Dataset records:
//! # Gallery Client
//!
//! A client for a paginated image-gallery REST API. It fetches collections,
//! albums and images, normalizes the loosely-shaped records the server sends
//! into strict entities with resolved image URLs, and carries the navigation
//! state a gallery view needs: the page bar, lightbox stepping and the fetch
//! lifecycle.
//!
//! # Architecture: One-Way Data Flow
//!
//! ```text
//! Transport  →  GalleryClient  →  api (wire records)  →  Transformer  →  entities
//!   (GET)        (status, join)      (envelope decode)     (PathResolver)   │
//!                                                                           ▼
//!                                              navigation / fetch_state / search
//! ```
//!
//! Each layer only knows the one beside it:
//!
//! - **Transport** moves bytes. It has no idea what a collection is.
//! - **Client** turns statuses and envelopes into `Option`/`Vec` results and
//!   owns all concurrency.
//! - **Transform** is pure: same record in, same entity out, no I/O.
//! - **Navigation** works on plain numbers and slices, never on the network.
//!
//! # Module Map
//!
//! | Module | Role |
//! |--------|------|
//! | [`resolve`] | Picks the first usable image reference and turns it into an absolute URL |
//! | [`api`] | Wire records and `{data, meta}` envelope decoding, tolerant of shape drift |
//! | [`types`] | Normalized entities (`Collection`, `Album`, `Image`) and `Paginated<T>` |
//! | [`transform`] | Wire record → entity, cover fallbacks, foreign-key back-references |
//! | [`transport`] | The `Transport` trait the client fetches through |
//! | [`http`] | `reqwest` implementation of `Transport` |
//! | [`client`] | `GalleryClient`: every endpoint, composite fetches, the landing view |
//! | [`navigation`] | Page bar with ellipsis, `Pager`, `Lightbox` |
//! | [`fetch_state`] | Idle → Loading → Loaded/Failed with stale-response protection |
//! | [`search`] | Case-insensitive search over fetched albums and images |
//! | [`config`] | `gallery.toml` loading, merging over defaults, validation |
//! | [`output`] | CLI output formatting |
//!
//! # Design Decisions
//!
//! ## Failures Become Absence
//!
//! The client never returns an error. A detail fetch that fails is `None`, a
//! paginated list that fails is `None` (records *and* metadata), an
//! unpaginated list that fails is empty. The cause is logged through
//! `tracing` and nothing more: views only ever show a generic message. The
//! types make the empty case impossible to forget.
//!
//! ## Keys, Not Pointers
//!
//! An image knows its album by id ([`types::ImageOwner`]); an album knows its
//! collection by id plus an optional name. Nothing holds a reference to its
//! parent, so entities are plain owned values that serialize cleanly.
//!
//! ## No Globals
//!
//! Base URL, storage URL, placeholder and page size all live in a
//! [`config::ClientConfig`] handed to [`client::GalleryClient`] at
//! construction. Tests build clients over a mock transport with their own
//! endpoints.
//!
//! ## Stale Responses Are Dropped
//!
//! Requests are never cancelled. [`fetch_state::PageView`] instead numbers
//! each fetch and ignores any response that isn't from the latest one, so a
//! slow page 2 can't overwrite page 3.

pub mod api;
pub mod client;
pub mod config;
pub mod fetch_state;
pub mod http;
pub mod navigation;
pub mod output;
pub mod resolve;
pub mod search;
pub mod transform;
pub mod transport;
pub mod types;

#[cfg(test)]
pub(crate) mod test_helpers;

Assigned task: Return every line from the records above that holds the word "entity".

Solved problem:
//! - **Transform** is pure: same record in, same entity out, no I/O.
//! | [`transform`] | Wire record → entity, cover fallbacks, foreign-key back-references |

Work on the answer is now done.